Yulia Parnes rief dieses Trio ins Leben. Yulia Parnes wurde in Moskau geboren, wuchs dort auf und schloss ihr Studium mit auszeichnung an der Ippolitov-Ivanov-Musikhochschule als Konzertsängerin, Chordirigentin und Gesangslehrerin ab. Seit 2004 lebt sie in Bonn und ist weiterhin eine gefragte Solistin. Ihr breit gefächertes Repertoire reicht vom Barock bis zur Moderne. Die beiden Sängerinnen Iryna Dusheiko und Yana Andrushchenko wurden in Kiew geboren und sind dort auf aufgewachsen. Als international anerkannte Chordirigentin leitete Dushheiko 22 Jahre die Chorkapelle Dnipro an der T. Schewchenko Universität in Kiew. Aufgrund der russischen Invasion in der Ukraine lebt und arbeitet sie seit März 2022 in Bonn. Yana Andrushchenko ist die jüngste Sängerin des Trios. Mit ihrer kristallklaren Stimme unterstützte sie längere Zeit die Chorkapelle Dnipro sowie den Chor Yaroslavna.

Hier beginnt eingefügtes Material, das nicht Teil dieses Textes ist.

//! Config command implementation.

use super::load_config;
use anyhow::{bail, Result};
use std::path::Path;

/// Print one scalar setting by its dotted key
pub fn config_get(config_path: &Path, key: &str) -> Result<()> {
    let config = load_config(config_path)?;
    match config.get(key) {
        Some(value) => {
            println!("{}", value);
            Ok(())
        }
        None => bail!("No value for config key '{}'", key),
    }
}
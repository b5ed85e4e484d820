//! Anchor slugs for headings and category sections.
//!
//! Content slugs come straight from file names (see `projects::file_slug`);
//! this module only builds in-page fragment ids.

use regex::Regex;
use std::sync::OnceLock;
use unicode_segmentation::UnicodeSegmentation;

static HYPHEN_RUNS: OnceLock<Regex> = OnceLock::new();

/// Convert a label to a fragment-safe slug
///
/// Lowercases, turns whitespace and underscores into hyphens, drops
/// punctuation, keeps unicode letters and collapses hyphen runs.
///
/// # Examples
///
/// ```
/// use tinyweb_core::slugify;
///
/// assert_eq!(slugify("Getting Started"), "getting-started");
/// assert_eq!(slugify("HTML & CSS"), "html-css");
/// assert_eq!(slugify("Node.js Tips"), "nodejs-tips");
/// ```
pub fn slugify(input: &str) -> String {
    let kept: String = input
        .to_lowercase()
        .graphemes(true)
        .filter_map(|g| {
            let c = g.chars().next()?;
            if c.is_whitespace() || c == '_' || c == '-' {
                Some("-")
            } else if c.is_alphanumeric() {
                Some(g)
            } else {
                None
            }
        })
        .collect();

    let re = HYPHEN_RUNS.get_or_init(|| Regex::new(r"-+").expect("hyphen pattern is valid"));
    re.replace_all(&kept, "-").trim_matches('-').to_string()
}
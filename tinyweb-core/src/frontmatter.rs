//! Frontmatter parsing from markdown files.

use regex::Regex;
use serde::{Deserialize, Deserializer, Serialize};
use std::sync::OnceLock;
use thiserror::Error;

#[derive(Error, Debug)]
pub enum FrontmatterError {
    #[error("Invalid YAML: {0}")]
    YamlError(#[from] serde_yaml::Error),
}

/// Metadata block at the top of a content file
#[derive(Debug, Clone, Serialize, Deserialize, Default, PartialEq)]
pub struct Frontmatter {
    #[serde(default, deserialize_with = "scalar_text")]
    pub title: Option<String>,

    #[serde(default, deserialize_with = "scalar_text")]
    pub description: Option<String>,
}

/// A content file split at its metadata fence
#[derive(Debug, Clone, Copy, PartialEq, Eq)]
pub struct Split<'a> {
    /// YAML between the `---` fences, `None` when the file has no block
    pub yaml: Option<&'a str>,
    pub body: &'a str,
}

static FRONTMATTER_REGEX: OnceLock<Regex> = OnceLock::new();

fn frontmatter_regex() -> &'static Regex {
    FRONTMATTER_REGEX.get_or_init(|| {
        Regex::new(r"(?s)\A---[ \t]*\r?\n(?:(.*?)\r?\n)?---[ \t]*(?:\r?\n(.*))?\z")
            .expect("frontmatter pattern is valid")
    })
}

/// Separate the metadata block from the body without interpreting it
pub fn split_frontmatter(content: &str) -> Split<'_> {
    match frontmatter_regex().captures(content) {
        Some(captures) => Split {
            yaml: Some(captures.get(1).map_or("", |m| m.as_str())),
            body: captures.get(2).map_or("", |m| m.as_str()),
        },
        None => Split {
            yaml: None,
            body: content,
        },
    }
}

/// Parse frontmatter from markdown content
///
/// Returns a tuple of (frontmatter, markdown_body).
/// If no frontmatter is present, returns default frontmatter with the full content as body.
///
/// # Example
///
/// ```
/// use tinyweb_core::frontmatter::parse_frontmatter;
///
/// let content = "---\ntitle: Todo App\n---\n## Todo\n";
///
/// let (fm, body) = parse_frontmatter(content).unwrap();
/// assert_eq!(fm.title.as_deref(), Some("Todo App"));
/// assert!(body.starts_with("## Todo"));
/// ```
pub fn parse_frontmatter(content: &str) -> Result<(Frontmatter, &str), FrontmatterError> {
    let split = split_frontmatter(content);
    let frontmatter = match split.yaml {
        Some(yaml) if !yaml.trim().is_empty() => serde_yaml::from_str(yaml)?,
        _ => Frontmatter::default(),
    };
    Ok((frontmatter, split.body))
}

/// Accept strings and numbers; blank strings and every other YAML kind count as absent
fn scalar_text<'de, D>(deserializer: D) -> Result<Option<String>, D::Error>
where
    D: Deserializer<'de>,
{
    let value = Option::<serde_yaml::Value>::deserialize(deserializer)?;
    Ok(match value {
        Some(serde_yaml::Value::String(s)) if !s.trim().is_empty() => Some(s),
        Some(serde_yaml::Value::Number(n)) => Some(n.to_string()),
        _ => None,
    })
}
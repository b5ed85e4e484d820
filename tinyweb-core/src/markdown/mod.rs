//! Markdown rendering for project detail pages.

pub mod highlight;

use crate::slug::slugify;
use pulldown_cmark::{html, CowStr, Event, Options, Parser, Tag, TagEnd};
use std::collections::HashMap;

pub use highlight::HighlightTransformer;

#[derive(Debug, Clone, PartialEq, Eq)]
pub struct TocItem {
    pub level: u32,
    pub title: String,
    pub id: String,
}

/// Output of a markdown conversion
#[derive(Debug, Clone)]
pub struct RenderedMarkdown {
    pub html: String,
    pub toc: Vec<TocItem>,
}

impl RenderedMarkdown {
    /// Table of contents as a nav block, `None` when the body has no headings
    pub fn toc_html(&self) -> Option<String> {
        if self.toc.is_empty() {
            return None;
        }

        let mut html = String::from(r#"<nav class="toc"><h3>Contents</h3><ul>"#);
        for item in &self.toc {
            html.push_str(&format!(
                r##"<li class="toc-level-{}"><a href="#{}">{}</a></li>"##,
                item.level,
                html_escape(&item.id),
                html_escape(&item.title)
            ));
        }
        html.push_str("</ul></nav>");
        Some(html)
    }
}

/// Markdown processor with heading anchors and code highlighting
pub struct MarkdownProcessor {
    options: Options,
}

impl MarkdownProcessor {
    pub fn new() -> Self {
        let mut options = Options::empty();
        options.insert(Options::ENABLE_TABLES);
        options.insert(Options::ENABLE_FOOTNOTES);
        options.insert(Options::ENABLE_STRIKETHROUGH);
        options.insert(Options::ENABLE_TASKLISTS);
        options.insert(Options::ENABLE_HEADING_ATTRIBUTES);

        Self { options }
    }

    pub fn convert(&self, markdown: &str) -> RenderedMarkdown {
        let events: Vec<Event> = Parser::new_ext(markdown, self.options).collect();

        let toc = collect_headings(&events);
        let events = attach_heading_ids(events, &toc);
        let events = HighlightTransformer::new().transform(events);

        let mut html_output = String::new();
        html::push_html(&mut html_output, events.into_iter());

        RenderedMarkdown {
            html: html_output,
            toc,
        }
    }
}

impl Default for MarkdownProcessor {
    fn default() -> Self {
        Self::new()
    }
}

/// Headings in document order; repeated titles get `-2`, `-3` suffixes
fn collect_headings(events: &[Event]) -> Vec<TocItem> {
    let mut toc = Vec::new();
    let mut seen: HashMap<String, usize> = HashMap::new();
    let mut current: Option<(u32, Option<String>, String)> = None;

    for event in events {
        match event {
            Event::Start(Tag::Heading { level, id, .. }) => {
                current = Some((*level as u32, id.as_ref().map(|s| s.to_string()), String::new()));
            }
            Event::Text(text) | Event::Code(text) => {
                if let Some((_, _, title)) = current.as_mut() {
                    title.push_str(text);
                }
            }
            Event::End(TagEnd::Heading(_)) => {
                if let Some((level, explicit, title)) = current.take() {
                    let id = explicit.unwrap_or_else(|| {
                        let base = slugify(&title);
                        let count = seen.entry(base.clone()).or_insert(0);
                        *count += 1;
                        if *count == 1 {
                            base
                        } else {
                            format!("{}-{}", base, count)
                        }
                    });
                    toc.push(TocItem { level, title, id });
                }
            }
            _ => {}
        }
    }

    toc
}

/// Set ids on headings and close each with a self-link
fn attach_heading_ids<'a>(events: Vec<Event<'a>>, headings: &[TocItem]) -> Vec<Event<'a>> {
    let mut heading_iter = headings.iter();
    let mut current_id: Option<String> = None;
    let mut result = Vec::with_capacity(events.len());

    for event in events {
        match event {
            Event::Start(Tag::Heading {
                level,
                id: _,
                classes,
                attrs,
            }) => {
                let item = heading_iter.next();
                current_id = item.map(|h| h.id.clone());
                result.push(Event::Start(Tag::Heading {
                    level,
                    id: item.map(|h| CowStr::Boxed(h.id.clone().into_boxed_str())),
                    classes,
                    attrs,
                }));
            }
            Event::End(TagEnd::Heading(level)) => {
                if let Some(id) = current_id.take().filter(|id| !id.is_empty()) {
                    let anchor = format!(
                        "<a class=\"heading-anchor\" href=\"#{}\" aria-label=\"Link to heading\">#</a>",
                        html_escape(&id)
                    );
                    result.push(Event::Html(CowStr::Boxed(anchor.into_boxed_str())));
                }
                result.push(Event::End(TagEnd::Heading(level)));
            }
            other => result.push(other),
        }
    }

    result
}

pub(crate) fn html_escape(text: &str) -> String {
    text.replace('&', "&amp;")
        .replace('<', "&lt;")
        .replace('>', "&gt;")
        .replace('"', "&quot;")
        .replace('\'', "&#39;")
}

#[cfg(test)]
mod tests {
    use super::*;

    #[test]
    fn test_basic_markdown() {
        let rendered = MarkdownProcessor::new().convert("## Hello World\n\nThis is a **test**.");
        assert!(rendered.html.contains(r#"<h2 id="hello-world">"#));
        assert!(rendered.html.contains("href=\"#hello-world\""));
        assert!(rendered.html.contains("<strong>test</strong>"));
        assert_eq!(
            rendered.toc,
            vec![TocItem {
                level: 2,
                title: "Hello World".into(),
                id: "hello-world".into(),
            }]
        );
    }

    #[test]
    fn test_duplicate_headings_get_distinct_ids() {
        let rendered = MarkdownProcessor::new().convert("## Usage\n\n## Usage\n");
        let ids: Vec<_> = rendered.toc.iter().map(|t| t.id.as_str()).collect();
        assert_eq!(ids, vec!["usage", "usage-2"]);
    }

    #[test]
    fn test_explicit_heading_id_kept() {
        let rendered = MarkdownProcessor::new().convert("## Setup {#install}\n");
        assert_eq!(rendered.toc[0].id, "install");
        assert!(rendered.html.contains(r#"id="install""#));
    }

    #[test]
    fn test_tables() {
        let md = "| Header 1 | Header 2 |\n|----------|----------|\n| Cell 1   | Cell 2   |\n";
        let rendered = MarkdownProcessor::new().convert(md);
        assert!(rendered.html.contains("<table>"));
        assert!(rendered.html.contains("<th>Header 1</th>"));
    }

    #[test]
    fn test_toc_html() {
        let rendered = MarkdownProcessor::new().convert("## A & B\n\ntext\n\n### Deeper\n");
        let toc = rendered.toc_html().unwrap();
        assert!(toc.contains(r##"<li class="toc-level-2"><a href="#a-b">A &amp; B</a></li>"##));
        assert!(toc.contains("toc-level-3"));

        let empty = MarkdownProcessor::new().convert("no headings");
        assert!(empty.toc_html().is_none());
    }
}
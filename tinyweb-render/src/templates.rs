//! Askama template definitions.

use askama::Template;
use thiserror::Error;
use tinyweb_core::{
    group_by_category, slugify, Config, DocsView, DocumentDescriptor, GroupedDocuments,
    ProjectListing, ProjectPage, ProjectSummary, SiteData, Social,
};

#[derive(Error, Debug)]
pub enum RenderError {
    #[error("Template error: {0}")]
    Template(#[from] askama::Error),
}

/// Render any page template to a string
pub fn render_page<T: Template>(template: &T) -> Result<String, RenderError> {
    Ok(template.render()?)
}

/// Values shared by every page through `base.html`
#[derive(Debug, Clone)]
pub struct Layout {
    pub site_title: String,
    pub description: Option<String>,
    pub base_url: String,
    /// Public origin from `site.url`, without a trailing slash
    pub site_url: Option<String>,
    /// Absolute URL of the current page; only set when `site_url` is
    pub canonical: Option<String>,
    pub year: i32,
}

impl Layout {
    pub fn from_config(config: &Config, year: i32) -> Self {
        Self {
            site_title: config.site.title.clone(),
            description: config.site.description.clone(),
            base_url: config.normalized_base_url(),
            site_url: config
                .site
                .url
                .as_deref()
                .map(|url| url.trim_end_matches('/').to_string())
                .filter(|url| !url.is_empty()),
            canonical: None,
            year,
        }
    }

    /// The same layout for the page at `path`, relative to the base URL
    pub fn at(mut self, path: &str) -> Self {
        self.canonical = self
            .site_url
            .as_ref()
            .map(|origin| format!("{}{}{}", origin, self.base_url, path));
        self
    }
}

/// One statistic on the homepage
#[derive(Debug, Clone)]
pub struct StatCard {
    pub label: &'static str,
    pub count: usize,
    pub unit: &'static str,
}

/// Homepage template
#[derive(Template)]
#[template(path = "home.html")]
pub struct HomeTemplate {
    pub layout: Layout,
    pub tagline: Option<String>,
    pub stats: Vec<StatCard>,
    pub socials: Vec<Social>,
}

impl HomeTemplate {
    pub fn new(layout: Layout, tagline: Option<String>, data: &SiteData) -> Self {
        let counts = data.counts();
        let stats = vec![
            StatCard {
                label: "Roadmaps",
                count: counts.roadmaps,
                unit: "available",
            },
            StatCard {
                label: "Documentation",
                count: counts.docs,
                unit: "guides",
            },
            StatCard {
                label: "Projects",
                count: counts.projects,
                unit: "tools & apps",
            },
            StatCard {
                label: "Tools",
                count: counts.tools,
                unit: "available",
            },
        ];

        Self {
            layout: layout.at(""),
            tagline,
            stats,
            socials: data.socials().to_vec(),
        }
    }
}

#[derive(Debug, Clone)]
pub struct DocLink {
    pub title: String,
    pub href: String,
}

impl DocLink {
    fn new(doc: &DocumentDescriptor, base_url: &str) -> Self {
        Self {
            title: doc.title.clone(),
            href: format!("{}docs/{}", base_url, doc.slug),
        }
    }
}

/// A category section in the grouped docs view
#[derive(Debug, Clone)]
pub struct DocSection {
    pub category: String,
    pub anchor: String,
    pub docs: Vec<DocLink>,
}

/// Documentation index template
///
/// The grouped sections are always rendered so the inline script can
/// search client-side; `results` is filled when the server handled a query.
#[derive(Template)]
#[template(path = "docs.html")]
pub struct DocsTemplate {
    pub layout: Layout,
    pub query: String,
    pub sections: Vec<DocSection>,
    pub results: Option<Vec<DocLink>>,
}

impl DocsTemplate {
    pub fn new(layout: Layout, docs: &[DocumentDescriptor], view: &DocsView<'_>) -> Self {
        let layout = layout.at("docs");
        let base_url = layout.base_url.clone();

        let (query, sections, results) = match view {
            DocsView::Grouped(groups) => (String::new(), doc_sections(groups, &base_url), None),
            DocsView::Results { term, matches } => (
                term.clone(),
                doc_sections(&group_by_category(docs), &base_url),
                Some(
                    matches
                        .iter()
                        .map(|doc| DocLink::new(doc, &base_url))
                        .collect(),
                ),
            ),
        };

        Self {
            layout,
            query,
            sections,
            results,
        }
    }
}

fn doc_sections(groups: &GroupedDocuments<'_>, base_url: &str) -> Vec<DocSection> {
    groups
        .iter()
        .map(|group| DocSection {
            category: group.category.to_string(),
            anchor: slugify(group.category),
            docs: group
                .documents
                .iter()
                .map(|doc| DocLink::new(doc, base_url))
                .collect(),
        })
        .collect()
}

/// Projects listing template
#[derive(Template)]
#[template(path = "projects.html")]
pub struct ProjectsTemplate {
    pub layout: Layout,
    pub missing: bool,
    pub projects: Vec<ProjectSummary>,
}

impl ProjectsTemplate {
    pub fn new(layout: Layout, listing: &ProjectListing) -> Self {
        Self {
            layout: layout.at("projects"),
            missing: matches!(listing, ProjectListing::Missing),
            projects: listing.projects().to_vec(),
        }
    }
}

/// Project detail page template
#[derive(Template)]
#[template(path = "project.html")]
pub struct ProjectTemplate {
    pub layout: Layout,
    pub title: String,
    pub description: String,
    pub content: String,
    pub toc_html: Option<String>,
}

impl ProjectTemplate {
    pub fn new(layout: Layout, page: &ProjectPage) -> Self {
        Self {
            layout: layout.at(&format!("projects/{}", page.summary.slug)),
            title: page.summary.title.clone(),
            description: page.summary.description.clone(),
            content: page.content.html.clone(),
            toc_html: page.content.toc_html(),
        }
    }
}

/// 404 error page template
#[derive(Template)]
#[template(path = "404.html")]
pub struct NotFoundTemplate {
    pub layout: Layout,
}

#[cfg(test)]
mod tests {
    use super::*;
    use tinyweb_core::{MarkdownProcessor, SiteCounts};

    fn layout() -> Layout {
        Layout {
            site_title: "Teeny Tiny Web".into(),
            description: None,
            base_url: "/".into(),
            site_url: None,
            canonical: None,
            year: 2026,
        }
    }

    fn docs() -> Vec<DocumentDescriptor> {
        vec![
            DocumentDescriptor::new("grid", "CSS Grid", "CSS"),
            DocumentDescriptor::new("fetch", "Fetch API", "JavaScript"),
            DocumentDescriptor::new("flexbox", "Flexbox", "CSS"),
        ]
    }

    #[test]
    fn test_home_shows_counts_and_socials() {
        let data = SiteData::from_parts(
            SiteCounts {
                roadmaps: 7,
                docs: 12,
                projects: 3,
                tools: 5,
            },
            vec![Social {
                name: "github".into(),
                link: "https://github.com/teenytiny".into(),
            }],
        );
        let html = render_page(&HomeTemplate::new(
            layout(),
            Some("Small but Mighty Dev Resources".into()),
            &data,
        ))
        .unwrap();

        assert!(html.contains("<h1>Teeny Tiny Web</h1>"));
        assert!(html.contains("Small but Mighty Dev Resources"));
        assert!(html.contains(r#"data-count="7">7</span>"#));
        assert!(html.contains(r#"data-count="12">12</span>"#));
        assert!(html.contains("https://github.com/teenytiny"));
        assert!(html.contains(r#"href="/docs""#));
        assert!(html.contains(r#"href="/projects""#));
    }

    #[test]
    fn test_docs_grouped_view() {
        let docs = docs();
        let view = DocsView::for_query(&docs, None);
        let html = render_page(&DocsTemplate::new(layout(), &docs, &view)).unwrap();

        assert!(html.contains(r#"<section class="doc-category" id="css">"#));
        assert!(html.contains(r#"<section class="doc-category" id="javascript">"#));
        assert!(html.contains(r#"href="/docs/grid""#));
        assert!(html.find("CSS Grid").unwrap() < html.find("Flexbox").unwrap());
        assert!(!html.contains(r#"<ul id="docs-results" class="doc-results">"#));
    }

    #[test]
    fn test_docs_results_view() {
        let docs = docs();
        let view = DocsView::for_query(&docs, Some("fetch"));
        let html = render_page(&DocsTemplate::new(layout(), &docs, &view)).unwrap();

        assert!(html.contains(r#"<ul id="docs-results" class="doc-results">"#));
        assert!(html.contains(r#"<div id="docs-grouped" hidden>"#));
        assert!(html.contains(r#"value="fetch""#));
        assert!(!html.contains(r#"<p class="empty" id="docs-no-results">No results found.</p>"#));
    }

    #[test]
    fn test_docs_no_results() {
        let docs: Vec<DocumentDescriptor> = Vec::new();
        let view = DocsView::for_query(&docs, Some("zzz"));
        let html = render_page(&DocsTemplate::new(layout(), &docs, &view)).unwrap();

        assert!(!html.contains("<section class=\"doc-category\""));
        assert!(html.contains(r#"<p class="empty" id="docs-no-results">No results found.</p>"#));
    }

    #[test]
    fn test_projects_states() {
        let html = render_page(&ProjectsTemplate::new(layout(), &ProjectListing::Missing)).unwrap();
        assert!(html.contains("No projects found."));
        assert!(!html.contains("<li class=\"project\""));

        let html = render_page(&ProjectsTemplate::new(
            layout(),
            &ProjectListing::Found(Vec::new()),
        ))
        .unwrap();
        assert!(html.contains("No projects available."));
        assert!(!html.contains("<li class=\"project\""));

        let listing = ProjectListing::Found(vec![ProjectSummary {
            slug: "counter".into(),
            title: "Counter".into(),
            description: "Click to count.".into(),
        }]);
        let html = render_page(&ProjectsTemplate::new(layout(), &listing)).unwrap();
        assert!(html.contains("<h2>Counter</h2>"));
        assert!(html.contains("Click to count."));
        assert!(html.contains(r#"href="/projects/counter""#));
        assert_eq!(html.matches("<li class=\"project\"").count(), 1);
    }

    #[test]
    fn test_project_detail() {
        let page = ProjectPage {
            summary: ProjectSummary {
                slug: "counter".into(),
                title: "Counter".into(),
                description: "Click to count.".into(),
            },
            content: MarkdownProcessor::new().convert("## Counter\n\nClick **here**.\n"),
        };
        let html = render_page(&ProjectTemplate::new(layout(), &page)).unwrap();
        assert!(html.contains("<strong>here</strong>"));
        assert!(html.contains("toc-level-2"));
    }

    #[test]
    fn test_base_url_prefixes_links() {
        let mut layout = layout();
        layout.base_url = "/site/".into();
        let html = render_page(&NotFoundTemplate { layout }).unwrap();
        assert!(html.contains(r#"href="/site/projects""#));
        assert!(html.contains("Page not found"));
    }

    #[test]
    fn test_docs_sections_follow_the_view() {
        let all = docs();
        let css_only = vec![all[0].clone(), all[2].clone()];
        let view = DocsView::for_query(&css_only, None);
        let html = render_page(&DocsTemplate::new(layout(), &all, &view)).unwrap();

        assert!(html.contains(r#"<section class="doc-category" id="css">"#));
        assert!(!html.contains(r#"<section class="doc-category" id="javascript">"#));
    }

    #[test]
    fn test_canonical_link_from_site_url() {
        let config = Config::from_yaml(
            "site:\n  title: Teeny\n  url: \"https://teeny.dev/\"\nbase_url: \"/site\"\n",
        )
        .unwrap();
        let configured = Layout::from_config(&config, 2026);
        assert_eq!(configured.site_url.as_deref(), Some("https://teeny.dev"));

        let listing = ProjectListing::Found(Vec::new());
        let html = render_page(&ProjectsTemplate::new(configured.clone(), &listing)).unwrap();
        assert!(html.contains(r#"<link rel="canonical" href="https://teeny.dev/site/projects">"#));

        let html = render_page(&NotFoundTemplate { layout: configured }).unwrap();
        assert!(!html.contains("rel=\"canonical\""));

        let html = render_page(&ProjectsTemplate::new(layout(), &listing)).unwrap();
        assert!(!html.contains("rel=\"canonical\""));
    }
}
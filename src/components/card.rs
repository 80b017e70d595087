use serde::{Deserialize, Deserializer};
use serde_json::Value;

use crate::foundation::color::Color;
use crate::layout::element::Element;
use crate::layout::style::{AlignItems, Edges, FlexDirection, JustifyContent, Style};

/// Default card padding in pixels.
pub const DEFAULT_CARD_PADDING: f32 = 24.0;

/// Card color scheme.
#[derive(Clone, Copy, Debug, Default, PartialEq, Eq, Deserialize)]
#[serde(rename_all = "lowercase")]
pub enum CardVariant {
    /// Dark gray panel.
    #[default]
    Default,
    /// Near-black panel.
    Dark,
    /// White panel with dark text.
    Light,
}

struct CardPalette {
    bg: Color,
    border: Color,
    text: Color,
    muted: Color,
}

impl CardVariant {
    fn palette(self) -> CardPalette {
        match self {
            Self::Default => CardPalette {
                bg: Color::rgb(0x1a, 0x1a, 0x1a),
                border: Color::rgb(0x33, 0x33, 0x33),
                text: Color::WHITE,
                muted: Color::rgb(0xa0, 0xa0, 0xa0),
            },
            Self::Dark => CardPalette {
                bg: Color::rgb(0x0a, 0x0a, 0x0a),
                border: Color::rgb(0x22, 0x22, 0x22),
                text: Color::WHITE,
                muted: Color::rgb(0x88, 0x88, 0x88),
            },
            Self::Light => CardPalette {
                bg: Color::WHITE,
                border: Color::rgb(0xe5, 0xe5, 0xe5),
                text: Color::rgb(0x0a, 0x0a, 0x0a),
                muted: Color::rgb(0x66, 0x66, 0x66),
            },
        }
    }
}

/// Label/value line inside a card.
#[derive(Clone, Debug, PartialEq, Deserialize)]
pub struct CardRow {
    /// Left-hand, muted text.
    pub label: String,
    /// Strings and numbers are both accepted.
    #[serde(deserialize_with = "string_or_number")]
    pub value: String,
}

impl CardRow {
    /// Row showing `label` and `value`.
    pub fn new(label: impl Into<String>, value: impl Into<String>) -> Self {
        Self {
            label: label.into(),
            value: value.into(),
        }
    }
}

/// Titled panel with an optional description and label/value rows.
#[derive(Clone, Debug, PartialEq, Deserialize)]
#[serde(default)]
pub struct Card {
    /// Large heading.
    pub title: Option<String>,
    /// Muted line under the title.
    pub description: Option<String>,
    /// Color scheme.
    pub variant: CardVariant,
    /// Fixed width; sized to content when `None`.
    pub width: Option<f32>,
    /// Inner padding on all sides.
    pub padding: f32,
    /// Label/value rows under the header.
    pub rows: Vec<CardRow>,
}

impl Default for Card {
    fn default() -> Self {
        Self {
            title: None,
            description: None,
            variant: CardVariant::Default,
            width: None,
            padding: DEFAULT_CARD_PADDING,
            rows: Vec::new(),
        }
    }
}

impl Card {
    /// Card with a title and default styling.
    pub fn titled(title: impl Into<String>) -> Self {
        Self {
            title: Some(title.into()),
            ..Self::default()
        }
    }

    /// Set the description.
    pub fn description(mut self, v: impl Into<String>) -> Self {
        self.description = Some(v.into());
        self
    }

    /// Set the color scheme.
    pub fn variant(mut self, v: CardVariant) -> Self {
        self.variant = v;
        self
    }

    /// Append a row.
    pub fn row(mut self, row: CardRow) -> Self {
        self.rows.push(row);
        self
    }

    /// Element tree for this card.
    pub fn element(&self) -> Element {
        let palette = self.variant.palette();
        let mut container = Style::default()
            .direction(FlexDirection::Column)
            .padding(Edges::all(self.padding))
            .radius(12.0)
            .background(palette.bg)
            .border(1.0, palette.border)
            .color(palette.text);
        if let Some(w) = self.width {
            container = container.width(w);
        }

        let mut children = Vec::new();
        if let Some(title) = &self.title {
            let gap_below = if self.description.is_some() { 8.0 } else { 16.0 };
            children.push(Element::text(
                Style::default()
                    .font_size(24.0)
                    .font_weight(600)
                    .color(palette.text)
                    .margin(Edges {
                        bottom: gap_below,
                        ..Edges::default()
                    }),
                title.clone(),
            ));
        }
        if let Some(description) = &self.description {
            children.push(Element::text(
                Style::default()
                    .font_size(14.0)
                    .color(palette.muted)
                    .margin(Edges {
                        bottom: 16.0,
                        ..Edges::default()
                    }),
                description.clone(),
            ));
        }
        if !self.rows.is_empty() {
            children.push(Element::boxed(
                Style::default().direction(FlexDirection::Column).gap(8.0),
                self.rows.iter().map(|row| row_element(row, &palette)),
            ));
        }
        Element::boxed(container, children)
    }
}

fn row_element(row: &CardRow, palette: &CardPalette) -> Element {
    Element::boxed(
        Style::default()
            .justify(JustifyContent::SpaceBetween)
            .align(AlignItems::Center),
        [
            Element::text(
                Style::default().color(palette.muted).font_size(14.0),
                row.label.clone(),
            ),
            Element::text(
                Style::default()
                    .color(palette.text)
                    .font_size(14.0)
                    .font_weight(500),
                row.value.clone(),
            ),
        ],
    )
}

fn string_or_number<'de, D>(deserializer: D) -> Result<String, D::Error>
where
    D: Deserializer<'de>,
{
    match Value::deserialize(deserializer)? {
        Value::String(s) => Ok(s),
        Value::Number(n) => Ok(n.to_string()),
        other => Err(serde::de::Error::custom(format!(
            "expected a string or number, got {other}"
        ))),
    }
}

#[cfg(test)]
#[path = "../../tests/unit/components/card.rs"]
mod tests;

Auch sie ist nach dem Kriegsausbruch nach Bonn geflüchtet. Heute ist sie zu einer unverzichtbaren Stimme im Trio „Ukraina“ geworden. Zu hören waren in der evangelischen Kirche ukrainische Lieder. Die Zugabe war ein georgisches Lied. Die Texte hatten oftmals einen Bezug zum aktuellen Geschehen in der Ukraine. „Heute Morgen bin ich aufgewacht und habe den Feind gesehen. „Wenn ich sterben sollte, begrabe mich in den Bergen“ oder „Wache nicht so hell mein Mond - wenn er mich betrogen hat, dann versteck dich hinter den Wolken“. Nachdenklich aber auch heiter waren die Inhalte. So lud in einem der Lieder eine junge Frau ihren Geliebten zu sich nach Hause ein, als ihre Mutter nicht anwesend war. Doch dann stand die Mutter plötzlich im Türrahmen. Das Lied beschreibt die dann folgenden Szenen.